My Red X does this everytime he gets stressed out... Looks like his tail Is broken.

2-5 days later Swimming like new.


----------



## Norman (Feb 13, 2011)

I have a large angel male that has a similar issue and is swimming sideways and does not feed well. I read in one of my fish books to add salt to the water if you are dealing with a swim bladder issue. I did a 40% water change last night and added salt at half the dosage on the box - API Aquarium salt. He seemed better this morning. Just an idea not sure yet if it's helpful...


----------



## Chromey (Sep 25, 2010)

Norman, I was informed by a few People on Reef central That Saltwater Mix Is the same as API Aquarium salt, But better, And cheaper.
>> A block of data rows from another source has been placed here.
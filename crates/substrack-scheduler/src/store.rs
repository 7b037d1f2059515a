//! Subscription and config storage.
//!
//! `JsonFileStore` keeps one JSON blob per table in a data directory,
//! `MemoryStore` keeps everything in process.

use std::path::PathBuf;
use std::sync::atomic::{AtomicBool, AtomicUsize, Ordering};

use async_trait::async_trait;
use substrack_core::config::NotificationConfig;
use substrack_core::error::{Result, SubsTrackError};
use substrack_core::traits::{ConfigProvider, SubscriptionStore};
use substrack_core::types::Subscription;
use tokio::sync::RwLock;

pub const SUBSCRIPTIONS_FILE: &str = "subscriptions.json";
pub const CONFIG_FILE: &str = "config.json";

/// File-based store: `subscriptions.json` and `config.json` in one directory.
pub struct JsonFileStore {
    dir: PathBuf,
}

impl JsonFileStore {
    pub fn new(dir: impl Into<PathBuf>) -> Self {
        Self { dir: dir.into() }
    }

    /// Blob contents, `None` when the file does not exist yet.
    async fn read_blob(&self, file: &str) -> std::io::Result<Option<String>> {
        match tokio::fs::read_to_string(self.dir.join(file)).await {
            Ok(text) if text.trim().is_empty() => Ok(None),
            Ok(text) => Ok(Some(text)),
            Err(e) if e.kind() == std::io::ErrorKind::NotFound => Ok(None),
            Err(e) => Err(e),
        }
    }

    /// Write via a temp file and rename so readers never see a partial blob.
    async fn write_blob(&self, file: &str, contents: &str) -> std::io::Result<()> {
        tokio::fs::create_dir_all(&self.dir).await?;
        let path = self.dir.join(file);
        let tmp = self.dir.join(format!(".{file}.tmp"));
        tokio::fs::write(&tmp, contents).await?;
        tokio::fs::rename(&tmp, &path).await
    }
}

#[async_trait]
impl SubscriptionStore for JsonFileStore {
    async fn get_all(&self) -> Result<Vec<Subscription>> {
        let blob = self
            .read_blob(SUBSCRIPTIONS_FILE)
            .await
            .map_err(|e| SubsTrackError::store(format!("read {SUBSCRIPTIONS_FILE}: {e}")))?;
        match blob {
            Some(text) => serde_json::from_str(&text)
                .map_err(|e| SubsTrackError::store(format!("parse {SUBSCRIPTIONS_FILE}: {e}"))),
            None => Ok(Vec::new()),
        }
    }

    async fn put_all(&self, subscriptions: &[Subscription]) -> Result<()> {
        let text = serde_json::to_string_pretty(subscriptions)?;
        self.write_blob(SUBSCRIPTIONS_FILE, &text)
            .await
            .map_err(|e| SubsTrackError::store(format!("write {SUBSCRIPTIONS_FILE}: {e}")))?;
        tracing::debug!(count = subscriptions.len(), "💾 Wrote {}", self.dir.join(SUBSCRIPTIONS_FILE).display());
        Ok(())
    }
}

#[async_trait]
impl ConfigProvider for JsonFileStore {
    async fn get_config(&self) -> Result<NotificationConfig> {
        let blob = self
            .read_blob(CONFIG_FILE)
            .await
            .map_err(|e| SubsTrackError::config(format!("read {CONFIG_FILE}: {e}")))?;
        match blob {
            Some(text) => NotificationConfig::from_json(&text)
                .map_err(|e| SubsTrackError::config(format!("parse {CONFIG_FILE}: {e}"))),
            None => Ok(NotificationConfig::default()),
        }
    }
}

/// In-process store for tests and embedding.
#[derive(Default)]
pub struct MemoryStore {
    subscriptions: RwLock<Vec<Subscription>>,
    config: RwLock<NotificationConfig>,
    put_count: AtomicUsize,
    fail_reads: AtomicBool,
    fail_config: AtomicBool,
}

impl MemoryStore {
    pub fn new(subscriptions: Vec<Subscription>, config: NotificationConfig) -> Self {
        Self {
            subscriptions: RwLock::new(subscriptions),
            config: RwLock::new(config),
            ..Default::default()
        }
    }

    /// Number of `put_all` calls so far.
    pub fn put_count(&self) -> usize {
        self.put_count.load(Ordering::SeqCst)
    }

    pub async fn snapshot(&self) -> Vec<Subscription> {
        self.subscriptions.read().await.clone()
    }

    /// Make `get_all` fail until reset.
    pub fn fail_reads(&self, fail: bool) {
        self.fail_reads.store(fail, Ordering::SeqCst);
    }

    /// Make `get_config` fail until reset.
    pub fn fail_config(&self, fail: bool) {
        self.fail_config.store(fail, Ordering::SeqCst);
    }
}

#[async_trait]
impl SubscriptionStore for MemoryStore {
    async fn get_all(&self) -> Result<Vec<Subscription>> {
        if self.fail_reads.load(Ordering::SeqCst) {
            return Err(SubsTrackError::store("memory store reads disabled"));
        }
        Ok(self.subscriptions.read().await.clone())
    }

    async fn put_all(&self, subscriptions: &[Subscription]) -> Result<()> {
        self.put_count.fetch_add(1, Ordering::SeqCst);
        *self.subscriptions.write().await = subscriptions.to_vec();
        Ok(())
    }
}

#[async_trait]
impl ConfigProvider for MemoryStore {
    async fn get_config(&self) -> Result<NotificationConfig> {
        if self.fail_config.load(Ordering::SeqCst) {
            return Err(SubsTrackError::config("memory config reads disabled"));
        }
        Ok(self.config.read().await.clone())
    }
}

#[cfg(test)]
mod tests {
    use super::*;
    use substrack_core::config::ReminderMode;

    #[tokio::test]
    async fn test_missing_files_give_defaults() {
        let dir = tempfile::tempdir().unwrap();
        let store = JsonFileStore::new(dir.path().join("data"));
        assert!(store.get_all().await.unwrap().is_empty());
        assert_eq!(store.get_config().await.unwrap(), NotificationConfig::default());
    }

    #[tokio::test]
    async fn test_put_then_get_keeps_unknown_fields() {
        let dir = tempfile::tempdir().unwrap();
        let store = JsonFileStore::new(dir.path());
        tokio::fs::write(
            dir.path().join(SUBSCRIPTIONS_FILE),
            r#"[{"id":"1","name":"Netflix","price":"15.99","isActive":true}]"#,
        )
        .await
        .unwrap();

        let mut subs = store.get_all().await.unwrap();
        subs[0].updated_at = Some("2024-01-10T08:00:00.000Z".into());
        store.put_all(&subs).await.unwrap();

        let raw: serde_json::Value =
            serde_json::from_str(&std::fs::read_to_string(dir.path().join(SUBSCRIPTIONS_FILE)).unwrap()).unwrap();
        assert_eq!(raw[0]["price"], "15.99");
        assert_eq!(raw[0]["updatedAt"], "2024-01-10T08:00:00.000Z");
        assert!(!dir.path().join(format!(".{SUBSCRIPTIONS_FILE}.tmp")).exists());
    }

    #[tokio::test]
    async fn test_config_blob_is_parsed() {
        let dir = tempfile::tempdir().unwrap();
        std::fs::write(
            dir.path().join(CONFIG_FILE),
            r#"{"ENABLED_NOTIFIERS":["bark"],"REMINDER_MODE":"DAILY","BARK_KEY":"k"}"#,
        )
        .unwrap();
        let config = JsonFileStore::new(dir.path()).get_config().await.unwrap();
        assert_eq!(config.enabled_channels, vec!["bark".to_string()]);
        assert_eq!(config.reminder_mode, ReminderMode::Daily);
    }

    #[tokio::test]
    async fn test_corrupt_blobs_are_unavailable() {
        let dir = tempfile::tempdir().unwrap();
        std::fs::write(dir.path().join(SUBSCRIPTIONS_FILE), "{not json").unwrap();
        std::fs::write(dir.path().join(CONFIG_FILE), "[1, 2").unwrap();
        let store = JsonFileStore::new(dir.path());

        let err = store.get_all().await.unwrap_err();
        assert!(matches!(err, SubsTrackError::StoreUnavailable(_)));
        let err = store.get_config().await.unwrap_err();
        assert!(matches!(err, SubsTrackError::ConfigUnavailable(_)));
    }

    #[tokio::test]
    async fn test_memory_store_counts_writes_and_fails_on_demand() {
        let store = MemoryStore::new(vec![Subscription::new("a", "A")], NotificationConfig::default());
        assert_eq!(store.get_all().await.unwrap().len(), 1);

        store.put_all(&[]).await.unwrap();
        assert_eq!(store.put_count(), 1);
        assert!(store.snapshot().await.is_empty());

        store.fail_reads(true);
        assert!(store.get_all().await.is_err());
        store.fail_config(true);
        assert!(store.get_config().await.is_err());
    }
}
Ive been using it for over a year for my cichlids.


----------



## sabv (Jul 9, 2010)

So, should I use salt. I have never used salt with these chiclids before. The guy seems stressed out but in isolation, it swims more horizontally than vertically. Should I let it out or wait?


----------



## Chromey (Sep 25, 2010)

I remember the ratio was 5ml salt per Gallon.

I use it, And have read that it helps with the gel coat on Fresh waterfish.

Helps them shed then rebuild the Gel coat used to reduce parasites


----------



## Norman (Feb 13, 2011)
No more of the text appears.